- ABOUT THIS EXERCISE
From the first line to the last, copy the data exactly.

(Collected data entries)

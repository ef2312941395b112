//! In-memory storage implementation

use super::entry::Entry;
use super::{check_key, check_value, CacheStore, StoreError, StoreStats, DEFAULT_CAPACITY};
use bytes::Bytes;
use parking_lot::RwLock;
use siphasher::sip::SipHasher13;
use std::collections::HashMap;
use std::hash::BuildHasherDefault;
use tracing::debug;

/// Type alias for our hash map with SipHasher
pub(super) type StoreMap = HashMap<Bytes, Entry, BuildHasherDefault<SipHasher13>>;

pub(super) fn new_map(capacity: usize) -> StoreMap {
    HashMap::with_capacity_and_hasher(capacity, BuildHasherDefault::<SipHasher13>::default())
}

/// Bounded in-memory key-value store behind one lock
///
/// Writers take the lock exclusively for the whole operation; readers share
/// it, so a `get` observes either the value before or after a concurrent
/// `set`, never a mix of both.
pub struct MemoryStore {
    /// The main storage map
    store: RwLock<StoreMap>,

    /// Maximum number of entries
    capacity: usize,
}

impl MemoryStore {
    /// Create a new memory store with the default capacity
    pub fn new() -> Self {
        Self::with_capacity(DEFAULT_CAPACITY)
    }

    /// Create a new memory store holding at most `capacity` entries
    pub fn with_capacity(capacity: usize) -> Self {
        MemoryStore {
            store: RwLock::new(new_map(capacity)),
            capacity,
        }
    }

    /// Get a copy of the entry for a key (including version metadata)
    pub fn get_entry(&self, key: &[u8]) -> Option<Entry> {
        self.store.read().get(key).cloned()
    }

    /// Get all keys (for debugging/admin)
    pub fn keys(&self) -> Vec<Bytes> {
        self.store.read().keys().cloned().collect()
    }

    /// Remove all keys
    pub fn clear(&self) {
        self.store.write().clear();
    }
}

impl CacheStore for MemoryStore {
    fn get(&self, key: &[u8]) -> Result<Bytes, StoreError> {
        check_key(key)?;

        self.store
            .read()
            .get(key)
            .map(|entry| entry.value.clone())
            .ok_or(StoreError::NotFound)
    }

    fn set(&self, key: Bytes, value: Bytes) -> Result<bool, StoreError> {
        check_key(&key)?;
        check_value(&value)?;

        let mut store = self.store.write();

        if let Some(entry) = store.get_mut(&key) {
            entry.replace(value);
            debug!("Overwrote key ({} bytes), version {}", key.len(), entry.version);
            return Ok(false);
        }

        if store.len() >= self.capacity {
            return Err(StoreError::CapacityExceeded(self.capacity));
        }

        store.insert(key.clone(), Entry::new(key, value));
        Ok(true)
    }

    fn delete(&self, key: &[u8]) -> Result<bool, StoreError> {
        check_key(key)?;
        Ok(self.store.write().remove(key).is_some())
    }

    fn len(&self) -> usize {
        self.store.read().len()
    }

    fn capacity(&self) -> usize {
        self.capacity
    }

    fn stats(&self) -> StoreStats {
        let store = self.store.read();
        StoreStats {
            keys: store.len(),
            capacity: self.capacity,
            used_memory_bytes: store.values().map(Entry::memory_usage).sum(),
        }
    }
}

impl Default for MemoryStore {
    fn default() -> Self {
        Self::new()
    }
}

- SOLUTION
repository ef2312941395b112
//! In-memory storage implementation

use super::entry::Entry;
use super::{check_key, check_value, CacheStore, StoreError, StoreStats, DEFAULT_CAPACITY};
use bytes::Bytes;
use parking_lot::RwLock;
use siphasher::sip::SipHasher13;
use std::collections::HashMap;
use std::hash::BuildHasherDefault;
use tracing::debug;

/// Type alias for our hash map with SipHasher
pub(super) type StoreMap = HashMap<Bytes, Entry, BuildHasherDefault<SipHasher13>>;

pub(super) fn new_map(capacity: usize) -> StoreMap {
    HashMap::with_capacity_and_hasher(capacity, BuildHasherDefault::<SipHasher13>::default())
}

/// Bounded in-memory key-value store behind one lock
///
/// Writers take the lock exclusively for the whole operation; readers share
/// it, so a `get` observes either the value before or after a concurrent
/// `set`, never a mix of both.
pub struct MemoryStore {
    /// The main storage map
    store: RwLock<StoreMap>,

    /// Maximum number of entries
    capacity: usize,
}

impl MemoryStore {
    /// Create a new memory store with the default capacity
    pub fn new() -> Self {
        Self::with_capacity(DEFAULT_CAPACITY)
    }

    /// Create a new memory store holding at most `capacity` entries
    pub fn with_capacity(capacity: usize) -> Self {
        MemoryStore {
            store: RwLock::new(new_map(capacity)),
            capacity,
        }
    }

    /// Get a copy of the entry for a key (including version metadata)
    pub fn get_entry(&self, key: &[u8]) -> Option<Entry> {
        self.store.read().get(key).cloned()
    }

    /// Get all keys (for debugging/admin)
    pub fn keys(&self) -> Vec<Bytes> {
        self.store.read().keys().cloned().collect()
    }

    /// Remove all keys
    pub fn clear(&self) {
        self.store.write().clear();
    }
}

impl CacheStore for MemoryStore {
    fn get(&self, key: &[u8]) -> Result<Bytes, StoreError> {
        check_key(key)?;

        self.store
            .read()
            .get(key)
            .map(|entry| entry.value.clone())
            .ok_or(StoreError::NotFound)
    }

    fn set(&self, key: Bytes, value: Bytes) -> Result<bool, StoreError> {
        check_key(&key)?;
        check_value(&value)?;

        let mut store = self.store.write();

        if let Some(entry) = store.get_mut(&key) {
            entry.replace(value);
            debug!("Overwrote key ({} bytes), version {}", key.len(), entry.version);
            return Ok(false);
        }

        if store.len() >= self.capacity {
            return Err(StoreError::CapacityExceeded(self.capacity));
        }

        store.insert(key.clone(), Entry::new(key, value));
        Ok(true)
    }

    fn delete(&self, key: &[u8]) -> Result<bool, StoreError> {
        check_key(key)?;
        Ok(self.store.write().remove(key).is_some())
    }

    fn len(&self) -> usize {
        self.store.read().len()
    }

    fn capacity(&self) -> usize {
        self.capacity
    }

    fn stats(&self) -> StoreStats {
        let store = self.store.read();
        StoreStats {
            keys: store.len(),
            capacity: self.capacity,
            used_memory_bytes: store.values().map(Entry::memory_usage).sum(),
        }
    }
}

impl Default for MemoryStore {
    fn default() -> Self {
        Self::new()
    }
}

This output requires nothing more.